* Exercise brief: Word for word, please restate the lines from the beginning of the data through the line in which "where one em" appears.

* Source information:
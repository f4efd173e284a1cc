//! Font metrics: vertical measurements and string widths in document units.
//!
//! ```text
//!         ----    __----__
//!         ^     ,'  ."".  `,
//!         |    /   /    \   \
//!    Ascent   (   (      )   )
//!         V    \   \_  _/   /
//!         ____  `.__ ""  _,'
//! Descent/          """\ \,.
//!        \____          '--"
//! Leading ____  _  _  _  _  _  _
//!
//! Line height = ascent + descent + leading.
//! ```

use crate::colour::Colour;
use crate::config::Calibration;
use crate::units::Pt;
use crate::LayoutError;
use std::fmt;
use std::sync::Arc;

/// Something that can report raw font metrics. All values are in glyph space, where one em
/// is 1000 units, as found in a PDF font descriptor.
pub trait FontMetricsSource: Send + Sync {
    /// Distance from the baseline to the top of the font
    fn raw_ascent(&self) -> f32;

    /// Distance from the baseline to the bottom of the font. Conventionally negative
    fn raw_descent(&self) -> f32;

    /// The average advance width of the font's glyphs
    fn average_glyph_width(&self) -> Result<f32, LayoutError>;

    /// The summed advance width of every character in `text`
    fn string_width(&self, text: &str) -> Result<f32, LayoutError>;

    /// The bytes of a PDF string showing `text` in this font.
    ///
    /// Defaults to a simple single-byte font: each character is its own code, and characters
    /// past U+00FF are shown as `?`.
    fn encode(&self, text: &str) -> Vec<u8> {
        text.chars()
            .map(|ch| u8::try_from(ch).unwrap_or(b'?'))
            .collect()
    }
}

/// A fixed-pitch font: every character has the same advance
#[derive(Debug, Clone, Copy, PartialEq)]
pub struct MonospaceMetrics {
    pub ascent: f32,
    pub descent: f32,
    pub advance: f32,
}

impl MonospaceMetrics {
    pub fn new(ascent: f32, descent: f32, advance: f32) -> MonospaceMetrics {
        MonospaceMetrics {
            ascent,
            descent,
            advance,
        }
    }

    /// Metrics of the standard Courier font
    pub fn courier() -> MonospaceMetrics {
        MonospaceMetrics::new(629.0, -157.0, 600.0)
    }
}

impl FontMetricsSource for MonospaceMetrics {
    fn raw_ascent(&self) -> f32 {
        self.ascent
    }

    fn raw_descent(&self) -> f32 {
        self.descent
    }

    fn average_glyph_width(&self) -> Result<f32, LayoutError> {
        Ok(self.advance)
    }

    fn string_width(&self, text: &str) -> Result<f32, LayoutError> {
        Ok(text.chars().count() as f32 * self.advance)
    }
}

#[derive(Debug, Clone, Copy, PartialEq)]
struct AscDescLead {
    ascent: Pt,
    descent: Pt,
    leading: Pt,
}

impl AscDescLead {
    fn from_leading_factor(font: &dyn FontMetricsSource, factor: f32, leading_factor: f32) -> Self {
        let ascent = Pt(font.raw_ascent() * factor);
        let descent = Pt(font.raw_descent() * -factor);
        // the descent is a good default for spacing below the line, too
        let leading = descent * leading_factor;
        AscDescLead {
            ascent,
            descent,
            leading,
        }
    }

    fn line_height(&self) -> Pt {
        self.ascent + self.descent + self.leading
    }
}

/// A font at a given size and colour, with all of its vertical metrics resolved into
/// document units. Immutable; changing the colour produces a new style sharing the same
/// metrics.
///
/// `TextStyle` is cheap to clone and may be shared between any number of layouts.
#[derive(Clone)]
pub struct TextStyle {
    font: Arc<dyn FontMetricsSource>,
    size: Pt,
    colour: Colour,
    adl: AscDescLead,
    factor: f32,
    avg_char_width: Pt,
}

impl TextStyle {
    /// Create a style with a leading of half the font's descent
    pub fn new(
        font: Arc<dyn FontMetricsSource>,
        size: Pt,
        colour: Colour,
    ) -> Result<TextStyle, LayoutError> {
        TextStyle::with_leading_factor(font, size, colour, 0.5)
    }

    /// Create a style whose leading (vertical space between lines) is `leading_factor` times
    /// the font descent. A factor of 1 gives a leading equal to the descent, 2 gives twice the
    /// descent, etc.
    pub fn with_leading_factor(
        font: Arc<dyn FontMetricsSource>,
        size: Pt,
        colour: Colour,
        leading_factor: f32,
    ) -> Result<TextStyle, LayoutError> {
        TextStyle::with_calibration(font, size, colour, leading_factor, Calibration::default())
    }

    /// Create a style using a non-default backend calibration
    pub fn with_calibration(
        font: Arc<dyn FontMetricsSource>,
        size: Pt,
        colour: Colour,
        leading_factor: f32,
        calibration: Calibration,
    ) -> Result<TextStyle, LayoutError> {
        if !size.is_positive() {
            return Err(LayoutError::InvalidFontSize(size));
        }
        calibration.validate()?;

        let factor = calibration.factor(*size);
        let adl = AscDescLead::from_leading_factor(font.as_ref(), factor, leading_factor);
        let avg_glyph_width = font.average_glyph_width().unwrap_or_else(|e| {
            log::warn!(
                "font can't report an average glyph width ({e}), assuming {}",
                calibration.default_average_glyph_width
            );
            calibration.default_average_glyph_width
        });

        Ok(TextStyle {
            font,
            size,
            colour,
            adl,
            factor,
            avg_char_width: Pt(avg_glyph_width * factor),
        })
    }

    /// The width of `text` rendered in this style. Never fails: if the font can't measure the
    /// text, the width is estimated from the average character width.
    pub fn string_width(&self, text: &str) -> Pt {
        if text.is_empty() {
            return Pt(0.0);
        }

        match self.font.string_width(text) {
            Ok(width) => Pt(width * self.factor),
            Err(e) => {
                log::debug!("can't measure {text:?} ({e}), estimating from average width");
                self.avg_char_width * text.chars().count() as f32
            }
        }
    }

    /// A copy of this style in another colour
    pub fn with_colour(&self, colour: Colour) -> TextStyle {
        TextStyle {
            colour,
            ..self.clone()
        }
    }

    pub fn font(&self) -> &Arc<dyn FontMetricsSource> {
        &self.font
    }

    pub fn size(&self) -> Pt {
        self.size
    }

    pub fn colour(&self) -> Colour {
        self.colour
    }

    /// Average character width, as a positive number in document units
    pub fn avg_char_width(&self) -> Pt {
        self.avg_char_width
    }

    /// Ascent as a positive number in document units
    pub fn ascent(&self) -> Pt {
        self.adl.ascent
    }

    /// Descent as a positive number in document units
    pub fn descent(&self) -> Pt {
        self.adl.descent
    }

    /// Leading as a positive number in document units
    pub fn leading(&self) -> Pt {
        self.adl.leading
    }

    pub fn line_height(&self) -> Pt {
        self.adl.line_height()
    }
}

impl fmt::Debug for TextStyle {
    fn fmt(&self, f: &mut fmt::Formatter<'_>) -> fmt::Result {
        f.debug_struct("TextStyle")
            .field("size", &self.size)
            .field("colour", &self.colour)
            .field("ascent", &self.adl.ascent)
            .field("descent", &self.adl.descent)
            .field("leading", &self.adl.leading)
            .field("avg_char_width", &self.avg_char_width)
            .finish_non_exhaustive()
    }
}

#[cfg(test)]
mod tests {
    use super::*;
    use crate::colours;
    use crate::config::DEFAULT_AVERAGE_GLYPH_WIDTH;

    /// A font that knows its vertical metrics but can never measure anything
    struct Unmeasurable;

    impl FontMetricsSource for Unmeasurable {
        fn raw_ascent(&self) -> f32 {
            720.0
        }

        fn raw_descent(&self) -> f32 {
            -240.0
        }

        fn average_glyph_width(&self) -> Result<f32, LayoutError> {
            Err(LayoutError::MetricsUnavailable("no widths table"))
        }

        fn string_width(&self, text: &str) -> Result<f32, LayoutError> {
            Err(LayoutError::MissingGlyph(text.chars().next().unwrap_or(' ')))
        }
    }

    fn courier(size: f32) -> TextStyle {
        TextStyle::new(
            Arc::new(MonospaceMetrics::courier()),
            Pt(size),
            colours::BLACK,
        )
        .expect("valid style")
    }

    #[test]
    fn vertical_metrics_scale_by_960() {
        let style = TextStyle::new(Arc::new(Unmeasurable), Pt(960.0), colours::BLACK)
            .expect("valid style");
        assert_eq!(style.ascent(), Pt(720.0));
        assert_eq!(style.descent(), Pt(240.0));
        assert_eq!(style.leading(), Pt(120.0));
        assert_eq!(style.line_height(), Pt(1080.0));
    }

    #[test]
    fn line_height_is_the_sum_of_its_parts() {
        for size in [5.0, 9.5, 12.0, 33.3, 200.0] {
            let style = courier(size);
            assert!(style.ascent() >= Pt(0.0));
            assert!(style.descent() >= Pt(0.0));
            assert!(style.leading() >= Pt(0.0));
            assert_eq!(
                style.line_height(),
                style.ascent() + style.descent() + style.leading()
            );
        }
    }

    #[test]
    fn leading_factor_multiplies_descent() {
        let style = TextStyle::with_leading_factor(
            Arc::new(Unmeasurable),
            Pt(960.0),
            colours::BLACK,
            2.0,
        )
        .expect("valid style");
        assert_eq!(style.leading(), Pt(480.0));
    }

    #[test]
    fn measures_with_the_font_when_it_can() {
        let style = courier(960.0);
        assert_eq!(style.string_width("abc"), Pt(1800.0));
        assert_eq!(style.string_width(""), Pt(0.0));
    }

    #[test]
    fn falls_back_to_average_width() {
        let style =
            TextStyle::new(Arc::new(Unmeasurable), Pt(96.0), colours::BLACK).expect("valid style");
        let factor = 96.0 / 960.0;
        assert_eq!(style.avg_char_width(), Pt(DEFAULT_AVERAGE_GLYPH_WIDTH * factor));
        for text in ["a", "hello", "two words", "ünïcödé"] {
            assert_eq!(
                style.string_width(text),
                style.avg_char_width() * text.chars().count() as f32
            );
        }
        assert_eq!(style.string_width(""), Pt(0.0));
    }

    #[test]
    fn calibration_is_overridable() {
        let calibration = Calibration {
            font_units_per_doc_unit: 1000.0,
            default_average_glyph_width: 400.0,
        };
        let style = TextStyle::with_calibration(
            Arc::new(Unmeasurable),
            Pt(1000.0),
            colours::BLACK,
            0.5,
            calibration,
        )
        .expect("valid style");
        assert_eq!(style.ascent(), Pt(720.0));
        assert_eq!(style.avg_char_width(), Pt(400.0));
    }

    #[test]
    fn colour_does_not_change_metrics() {
        let style = courier(12.0);
        let red = style.with_colour(colours::RED);
        assert_eq!(red.colour(), colours::RED);
        assert_eq!(style.colour(), colours::BLACK);
        assert_eq!(red.ascent(), style.ascent());
        assert_eq!(red.descent(), style.descent());
        assert_eq!(red.leading(), style.leading());
        assert_eq!(red.string_width("same"), style.string_width("same"));
        assert!(Arc::ptr_eq(red.font(), style.font()));
    }

    #[test]
    fn rejects_non_positive_sizes() {
        for size in [0.0, -1.0, f32::NAN] {
            let result = TextStyle::new(
                Arc::new(MonospaceMetrics::courier()),
                Pt(size),
                colours::BLACK,
            );
            assert!(matches!(result, Err(LayoutError::InvalidFontSize(_))));
        }
    }

    #[test]
    fn rejects_unusable_calibrations() {
        let bad = [
            (0.0, 500.0),
            (-960.0, 500.0),
            (f32::NAN, 500.0),
            (f32::INFINITY, 500.0),
            (960.0, -1.0),
            (960.0, f32::NAN),
        ];
        for (font_units_per_doc_unit, default_average_glyph_width) in bad {
            let result = TextStyle::with_calibration(
                Arc::new(Unmeasurable),
                Pt(12.0),
                colours::BLACK,
                0.5,
                Calibration {
                    font_units_per_doc_unit,
                    default_average_glyph_width,
                },
            );
            assert!(matches!(result, Err(LayoutError::InvalidCalibration(_))));
        }
    }

    #[test]
    fn single_byte_encoding_by_default() {
        let font = MonospaceMetrics::courier();
        assert_eq!(font.encode("Hi!"), b"Hi!".to_vec());
        assert_eq!(font.encode("café"), vec![b'c', b'a', b'f', 0xe9]);
        assert_eq!(font.encode("a\u{2014}b"), b"a?b".to_vec());
        assert!(font.encode("").is_empty());
    }
}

* Output below:
repository f4efd173e284a1cc
//! Font metrics: vertical measurements and string widths in document units.
//!
//! ```text
//!         ----    __----__
//!         ^     ,'  ."".  `,
//!         |    /   /    \   \
//!    Ascent   (   (      )   )
//!         V    \   \_  _/   /
//!         ____  `.__ ""  _,'
//! Descent/          """\ \,.
//!        \____          '--"
//! Leading ____  _  _  _  _  _  _
//!
//! Line height = ascent + descent + leading.
//! ```

use crate::colour::Colour;
use crate::config::Calibration;
use crate::units::Pt;
use crate::LayoutError;
use std::fmt;
use std::sync::Arc;

/// Something that can report raw font metrics. All values are in glyph space, where one em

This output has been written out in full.